Tech companies are integrating more and more AI language models into their products, enabling users to accomplish a wide range of tasks, from booking trips to organizing calendars to taking notes during meetings.
However, the way these models work, which involves receiving user instructions and searching the internet for answers, introduces a lot of new risks. The integration of AI opens the door to potential misuse, like personal information leaks, or the facilitation of activities like phishing or scamming.
AI language models, such as ChatGPT, Bard, and Bing, drive chatbot functionality by generating human-like text. These models operate by taking instructions or “prompts” from users and predicting the most probable next word based on their training data. But here is the problem: “Prompt injections” can be used to hijack the model’s intended limitations and guidelines. And the way it works is really simple: individuals use prompts that instruct the language model to disregard its prior instructions and safety precautions.
There are numerous examples on Reddit where people have managed to manipulate AI models to endorse racism, propagate conspiracy theories, or provide suggestions for engaging in illegal activities like shoplifting or constructing explosives. One method of achieving this is by instructing the chatbot to “role-play” as a different AI model that can fulfill the user’s desired actions, even if it requires disregarding the safety measures originally put in place for it.
An even bigger problem is scamming and phishing. OpenAI made an announcement in late March, saying that it allows people to integrate ChatGPT into products that can browse the internet and engage with it. This new feature has already been utilized by startups to create virtual assistants capable of performing real-world actions, like making flight reservations or scheduling meetings for users. However, by letting ChatGPT roam free on the internet, it becomes significantly more susceptible to potential attacks, making it highly vulnerable from a security standpoint.

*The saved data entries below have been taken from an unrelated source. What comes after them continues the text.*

//! The remote API seam.
//!
//! [`RemoteApi`] is the async trait the engine and the sync driver program
//! against; [`crate::http::HttpRemoteApi`] is the production implementation
//! and tests substitute scripted mocks.

use async_trait::async_trait;
use serde::{Deserialize, Serialize};

use curator_store::Record;

use crate::error::ClientResult;

/// A content category the sync pipeline replicates.
///
/// Each category has its own cursor and its own state machine; categories
/// are independent and may sync concurrently.
#[derive(Debug, Clone, Copy, PartialEq, Eq, Hash, Serialize, Deserialize)]
#[serde(rename_all = "snake_case")]
pub enum Category {
    Posts,
    Replies,
    Media,
    Likes,
    Followers,
    Bookmarks,
}

impl Category {
    /// All categories, in default sync order.
    pub const ALL: [Category; 6] = [
        Category::Posts,
        Category::Replies,
        Category::Media,
        Category::Likes,
        Category::Followers,
        Category::Bookmarks,
    ];

    /// Stable lowercase name, used in state keys and logs.
    pub fn as_str(self) -> &'static str {
        match self {
            Category::Posts => "posts",
            Category::Replies => "replies",
            Category::Media => "media",
            Category::Likes => "likes",
            Category::Followers => "followers",
            Category::Bookmarks => "bookmarks",
        }
    }
}

impl std::fmt::Display for Category {
    fn fmt(&self, f: &mut std::fmt::Formatter<'_>) -> std::fmt::Result {
        f.write_str(self.as_str())
    }
}

/// One fetched page of a cursor-paginated timeline.
#[derive(Debug, Clone)]
pub struct TimelinePage {
    /// Records extracted from the page, in timeline order.
    pub items: Vec<Record>,
    /// Continuation cursor for the next page, if the response carried one.
    pub next_cursor: Option<String>,
}

/// The calls the core needs from the remote service.
///
/// Everything else the remote API offers is out of scope; implementations
/// extract only the small field set the core consumes (items, continuation
/// cursor, generated post id, rate-limit reset).
#[async_trait]
pub trait RemoteApi: Send + Sync {
    /// Fetch one page of `category` for `owner_id`, resuming at `cursor`.
    async fn fetch_page(
        &self,
        category: Category,
        owner_id: &str,
        cursor: Option<&str>,
    ) -> ClientResult<TimelinePage>;

    /// Publish a reply to `reply_target_id` with the given text; returns the
    /// generated post id.
    async fn create_post(&self, text: &str, reply_target_id: &str) -> ClientResult<String>;

    /// Fetch the conversation thread rooted at `remote_id`. `None` when the
    /// remote reports no conversation.
    async fn fetch_conversation(
        &self,
        remote_id: &str,
    ) -> ClientResult<Option<serde_json::Value>>;

    /// Fetch the full detail of a single item. `None` when the item no
    /// longer exists remotely.
    async fn fetch_detail(&self, owner_id: &str, remote_id: &str)
    -> ClientResult<Option<Record>>;
}
// ── tests ────────────────────────────────────────────────────────────

#[cfg(test)]
mod tests {
    use super::*;
    use async_trait::async_trait;
    use curator_client::{ClientResult, TimelinePage};
    use curator_store::{Database, Record};
    use serde_json::Value;
    use std::collections::VecDeque;
    use std::sync::Mutex;

    /// Remote source that replays a scripted sequence of page results and
    /// records the cursor each fetch arrived with.
    struct ScriptedSource {
        responses: Mutex<VecDeque<ClientResult<TimelinePage>>>,
        seen_cursors: Mutex<Vec<Option<String>>>,
    }

    impl ScriptedSource {
        fn new(responses: Vec<ClientResult<TimelinePage>>) -> Self {
            Self {
                responses: Mutex::new(responses.into()),
                seen_cursors: Mutex::new(Vec::new()),
            }
        }

        fn cursors(&self) -> Vec<Option<String>> {
            self.seen_cursors.lock().unwrap().clone()
        }
    }

    #[async_trait]
    impl RemoteApi for ScriptedSource {
        async fn fetch_page(
            &self,
            _category: Category,
            _owner_id: &str,
            cursor: Option<&str>,
        ) -> ClientResult<TimelinePage> {
            self.seen_cursors
                .lock()
                .unwrap()
                .push(cursor.map(str::to_owned));
            self.responses
                .lock()
                .unwrap()
                .pop_front()
                .unwrap_or_else(empty_page)
        }

        async fn create_post(&self, _text: &str, _reply: &str) -> ClientResult<String> {
            unreachable!("driver never posts")
        }

        async fn fetch_conversation(&self, _remote_id: &str) -> ClientResult<Option<Value>> {
            unreachable!("driver never unrolls")
        }

        async fn fetch_detail(
            &self,
            _owner_id: &str,
            _remote_id: &str,
        ) -> ClientResult<Option<Record>> {
            unreachable!("driver never fetches details")
        }
    }

    fn page(ids: std::ops::Range<u64>, next_cursor: Option<&str>) -> ClientResult<TimelinePage> {
        let items = ids
            .map(|i| {
                let remote_id = i.to_string();
                Record {
                    id: Record::composite_id("u1", &remote_id),
                    owner_id: "u1".into(),
                    remote_id,
                    author_handle: "alice".into(),
                    full_text: format!("post {i}"),
                    folder: None,
                    category: Some("bookmarks".into()),
                    conversations: None,
                    media: None,
                    sort_index: format!("{i:06}"),
                    created_at: 0,
                    fetched_at: 0,
                }
            })
            .collect();
        Ok(TimelinePage {
            items,
            next_cursor: next_cursor.map(str::to_owned),
        })
    }

    fn empty_page() -> ClientResult<TimelinePage> {
        Ok(TimelinePage {
            items: Vec::new(),
            next_cursor: None,
        })
    }

    struct Fixture {
        driver: SyncDriver,
        records: RecordStore,
        state: StateStore,
    }

    async fn fixture(source: ScriptedSource) -> (Fixture, Arc<ScriptedSource>) {
        let db = Database::open_in_memory().unwrap();
        db.run_migrations().await.unwrap();
        let records = RecordStore::new(db.clone());
        let state = StateStore::new(db);
        let source = Arc::new(source);
        let driver = SyncDriver::new(
            source.clone(),
            records.clone(),
            state.clone(),
            "u1",
        );
        (
            Fixture {
                driver,
                records,
                state,
            },
            source,
        )
    }

    #[tokio::test]
    async fn full_walk_persists_everything_and_keeps_last_cursor() {
        // Pages of sizes [100, 100, 0].
        let source = ScriptedSource::new(vec![
            page(0..100, Some("cursor-1")),
            page(100..200, Some("cursor-2")),
            empty_page(),
        ]);
        let (fx, source) = fixture(source).await;

        let state = fx.driver.run(Category::Bookmarks).await;
        assert_eq!(state, SyncState::Finished);
        assert_eq!(fx.records.count().await.unwrap(), 200);

        // The saved cursor is the one returned after the second page,
        // not cleared by finishing.
        let saved: SyncCursor = fx
            .state
            .get_json(&cursor_key(Category::Bookmarks))
            .await
            .unwrap()
            .unwrap();
        assert_eq!(saved.cursor.as_deref(), Some("cursor-2"));

        let status = fx.driver.board().get(Category::Bookmarks);
        assert_eq!(status.done, 200);
        assert_eq!(status.total, 200);

        // The third fetch resumed from cursor-2.
        assert_eq!(
            source.cursors(),
            vec![None, Some("cursor-1".into()), Some("cursor-2".into())]
        );
    }

    #[tokio::test]
    async fn rate_limit_pauses_and_leaves_cursor_at_prior_page() {
        let reset_at = chrono::Utc::now().timestamp() + 600;
        let source = ScriptedSource::new(vec![
            page(0..100, Some("cursor-1")),
            Err(ClientError::RateLimited { reset_at }),
        ]);
        let (fx, _source) = fixture(source).await;

        let state = fx.driver.run(Category::Posts).await;
        assert_eq!(state, SyncState::Paused);

        let status = fx.driver.board().get(Category::Posts);
        assert_eq!(status.state, SyncState::Paused);
        assert_eq!(status.reset_at, reset_at);
        assert_eq!(status.done, 100);

        // Cursor unchanged by the failed attempt.
        let saved: SyncCursor = fx
            .state
            .get_json(&cursor_key(Category::Posts))
            .await
            .unwrap()
            .unwrap();
        assert_eq!(saved.cursor.as_deref(), Some("cursor-1"));
        assert_eq!(saved.reset_at, reset_at);
    }

    #[tokio::test]
    async fn paused_category_refuses_to_run_before_reset() {
        let reset_at = chrono::Utc::now().timestamp() + 600;
        let source = ScriptedSource::new(vec![Err(ClientError::RateLimited { reset_at })]);
        let (fx, source) = fixture(source).await;

        assert_eq!(fx.driver.run(Category::Likes).await, SyncState::Paused);
        let fetches_so_far = source.cursors().len();

        // The window has not elapsed: the driver must not fetch again.
        assert_eq!(fx.driver.run(Category::Likes).await, SyncState::Paused);
        assert_eq!(source.cursors().len(), fetches_so_far);
    }

    #[tokio::test]
    async fn expired_rate_limit_window_resumes() {
        let past = chrono::Utc::now().timestamp() - 10;
        let source = ScriptedSource::new(vec![Err(ClientError::RateLimited { reset_at: past })]);
        let (fx, source) = fixture(source).await;

        assert_eq!(fx.driver.run(Category::Likes).await, SyncState::Paused);

        // Script exhausted → the next fetch sees the end of the timeline.
        assert_eq!(fx.driver.run(Category::Likes).await, SyncState::Finished);
        assert_eq!(source.cursors().len(), 2);
    }

    #[tokio::test]
    async fn identity_rejection_errors_and_raises_auth_flag() {
        let source =
            ScriptedSource::new(vec![Err(ClientError::Identity("session expired".into()))]);
        let (fx, _source) = fixture(source).await;
        let auth = fx.driver.auth_required();
        assert!(!*auth.borrow());

        let state = fx.driver.run(Category::Bookmarks).await;
        assert_eq!(state, SyncState::Errored);
        assert!(*auth.borrow());
    }

    #[tokio::test]
    async fn transient_error_retries_same_page_on_next_run() {
        let source = ScriptedSource::new(vec![
            page(0..10, Some("cursor-1")),
            Err(ClientError::Http { status: 500 }),
            page(10..20, None),
        ]);
        let (fx, source) = fixture(source).await;

        assert_eq!(fx.driver.run(Category::Media).await, SyncState::Errored);

        // The rerun reuses cursor-1: the cursor was not advanced by the
        // failed attempt.
        assert_eq!(fx.driver.run(Category::Media).await, SyncState::Finished);
        assert_eq!(
            source.cursors(),
            vec![
                None,
                Some("cursor-1".into()),
                Some("cursor-1".into()),
            ]
        );
        assert_eq!(fx.records.count().await.unwrap(), 20);
    }

    #[tokio::test]
    async fn incremental_pass_converges_immediately_when_nothing_is_new() {
        let source = ScriptedSource::new(vec![page(0..5, Some("cursor-1")), empty_page()]);
        let (fx, source) = fixture(source).await;

        assert_eq!(fx.driver.run(Category::Replies).await, SyncState::Finished);

        // Later incremental pass: one fetch from the kept cursor, done.
        assert_eq!(fx.driver.run(Category::Replies).await, SyncState::Finished);
        assert_eq!(source.cursors().last().unwrap().as_deref(), Some("cursor-1"));
    }

    #[tokio::test]
    async fn page_with_items_but_no_cursor_finishes() {
        let source = ScriptedSource::new(vec![page(0..3, None)]);
        let (fx, _source) = fixture(source).await;

        assert_eq!(fx.driver.run(Category::Posts).await, SyncState::Finished);
        assert_eq!(fx.records.count().await.unwrap(), 3);

        // Nothing was ever saved under the cursor key: there was no cursor
        // to keep.
        let saved: Option<SyncCursor> = fx
            .state
            .get_json(&cursor_key(Category::Posts))
            .await
            .unwrap();
        assert!(saved.is_none());
    }

    #[tokio::test]
    async fn categories_run_concurrently_and_independently() {
        let source = ScriptedSource::new(vec![empty_page(), empty_page()]);
        let (fx, _source) = fixture(source).await;
        let driver = Arc::new(fx.driver);

        Arc::clone(&driver)
            .run_categories(&[Category::Posts, Category::Bookmarks])
            .await;

        assert_eq!(driver.board().get(Category::Posts).state, SyncState::Finished);
        assert_eq!(
            driver.board().get(Category::Bookmarks).state,
            SyncState::Finished
        );
    }
}
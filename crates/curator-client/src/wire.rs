//! Wire-format extraction.
//!
//! Pure helpers that pull the small field set the core cares about out of
//! the remote API's JSON payloads. Everything else in a payload is treated
//! as opaque and carried through untouched.
//!
//! Shapes handled here:
//!
//! - **Timeline page** — `data.timeline.instructions[]`, each instruction
//!   carrying an `entries[]` array. An entry is either a single item
//!   (`content.item`), a module of items (`content.items[]`), or a cursor
//!   (`content.cursor_type` + `content.value`). Only the `"Bottom"` cursor
//!   continues pagination.
//! - **Item** — `rest_id`, `author_handle`, `full_text`, optional `folder`,
//!   `created_at`, optional `sort_index`, optional `media` variants.
//! - **Create-post response** — `data.create_post.result.rest_id`.
//! - **Conversation response** — `data.conversation.entries[]`.

use serde_json::Value;

use curator_store::Record;

/// Collect the item objects of a timeline page, flattening module entries,
/// in the order the server returned them.
pub fn page_items(body: &Value) -> Vec<Value> {
    let mut items = Vec::new();
    for entry in entries(body) {
        let Some(content) = entry.get("content") else {
            continue;
        };
        if let Some(item) = content.get("item") {
            items.push(item.clone());
        } else if let Some(module) = content.get("items").and_then(Value::as_array) {
            for module_entry in module {
                if let Some(item) = module_entry.get("item") {
                    items.push(item.clone());
                }
            }
        }
    }
    items
}

/// Extract the bottom continuation cursor of a timeline page, if present.
pub fn page_cursor(body: &Value) -> Option<String> {
    for entry in entries(body) {
        let Some(content) = entry.get("content") else {
            continue;
        };
        if content.get("cursor_type").and_then(Value::as_str) == Some("Bottom") {
            return content
                .get("value")
                .and_then(Value::as_str)
                .map(str::to_owned);
        }
    }
    None
}

/// Map a timeline item into a [`Record`] owned by `owner_id`.
///
/// Returns `None` when the item lacks a `rest_id` — tombstones and ad slots
/// appear in timelines and are simply skipped.
pub fn item_to_record(
    item: &Value,
    owner_id: &str,
    category: &str,
    fetched_at: i64,
) -> Option<Record> {
    let remote_id = item.get("rest_id")?.as_str()?.to_owned();
    let created_at = item.get("created_at").and_then(Value::as_i64).unwrap_or(0);
    let sort_index = item
        .get("sort_index")
        .and_then(Value::as_str)
        .map(str::to_owned)
        // The remote omits sort_index on some surfaces; creation time keeps
        // the timeline ordering stable.
        .unwrap_or_else(|| created_at.to_string());

    Some(Record {
        id: Record::composite_id(owner_id, &remote_id),
        owner_id: owner_id.to_owned(),
        remote_id,
        author_handle: item
            .get("author_handle")
            .and_then(Value::as_str)
            .unwrap_or_default()
            .to_owned(),
        full_text: item
            .get("full_text")
            .and_then(Value::as_str)
            .unwrap_or_default()
            .to_owned(),
        folder: item
            .get("folder")
            .and_then(Value::as_str)
            .map(str::to_owned),
        category: Some(category.to_owned()),
        conversations: None,
        media: item.get("media").cloned(),
        sort_index,
        created_at,
        fetched_at,
    })
}

/// The id the server assigned to a just-created post, if the response
/// carries one.
pub fn created_post_id(body: &Value) -> Option<String> {
    body.get("data")?
        .get("create_post")?
        .get("result")?
        .get("rest_id")?
        .as_str()
        .map(str::to_owned)
}

/// The conversation thread of a conversation response; `None` when the
/// remote reports no entries.
pub fn conversation_thread(body: &Value) -> Option<Value> {
    let entries = body.get("data")?.get("conversation")?.get("entries")?;
    match entries.as_array() {
        Some(list) if !list.is_empty() => Some(entries.clone()),
        _ => None,
    }
}

/// Pick the highest-quality downloadable variant from a record's `media`
/// value.
///
/// Variant lists are ordered lowest-quality first, so the last variant wins.
/// Prefers a video entry; falls back to the first entry that has variants.
pub fn best_media_url(media: &Value) -> Option<String> {
    let list = media.as_array()?;
    let entry = list
        .iter()
        .find(|m| m.get("kind").and_then(Value::as_str) == Some("video"))
        .or_else(|| list.iter().find(|m| m.get("variants").is_some()))?;
    entry
        .get("variants")?
        .as_array()?
        .last()?
        .get("url")?
        .as_str()
        .map(str::to_owned)
}

// ── internals ────────────────────────────────────────────────────────

/// Flatten the entry arrays of every instruction in a timeline response.
fn entries(body: &Value) -> impl Iterator<Item = &Value> {
    body.get("data")
        .and_then(|d| d.get("timeline"))
        .and_then(|t| t.get("instructions"))
        .and_then(Value::as_array)
        .into_iter()
        .flatten()
        .filter_map(|instruction| instruction.get("entries").and_then(Value::as_array))
        .flatten()
}

// ── tests ────────────────────────────────────────────────────────────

AI-powered virtual assistants, as they scrape content from the web, become susceptible to a form of attack known as “indirect prompt injection”. This type of attack involves a third party modifying a website by inserting hidden text with the intention of influencing the behavior of the AI system. Attackers may use social media or email to guide users to websites containing these hidden prompts. Then, the AI system can be manipulated to enable attackers to attempt to extract sensitive information, such as people’s credit card details.
Furthermore, malicious actors could exploit hidden prompt injections by sending emails containing such prompts. If the recipient happens to utilize an AI virtual assistant, the attacker could potentially manipulate the assistant into disclosing personal information extracted from the target’s emails. In some cases, the attacker might even utilize the compromised virtual assistant to send emails on their behalf to individuals on the target’s contact list.
Research conducted by a team of researchers from Google, Nvidia, and startup Robust Intelligence has revealed that AI language models are vulnerable to attacks even before they are deployed. Large AI models are trained on extensive datasets obtained from web scraping. Currently, tech companies are relying on trust, assuming that this data has not been tampered with maliciously.
The researchers discovered that it is indeed easy to contaminate the data sets used to train large AI models. They were able to purchase domains for just $60 and populate them with handpicked images, which were subsequently scraped into the training data sets. Furthermore, they successfully manipulated and added sentences within Wikipedia entries that made their way into the data sets of AI models.
Adding to the concern, the frequency of repetition within an AI model’s training data strengthens the associations formed. By deliberately injecting a substantial number of tainted examples into the data set, it becomes possible to alter the behavior and outputs of the model forever.
While tech companies are aware of these issues, there are currently no known solutions in place. The challenges posed by prompt injection and the manipulation of AI models remain unresolved, leaving a gap in effective defenses against such attacks.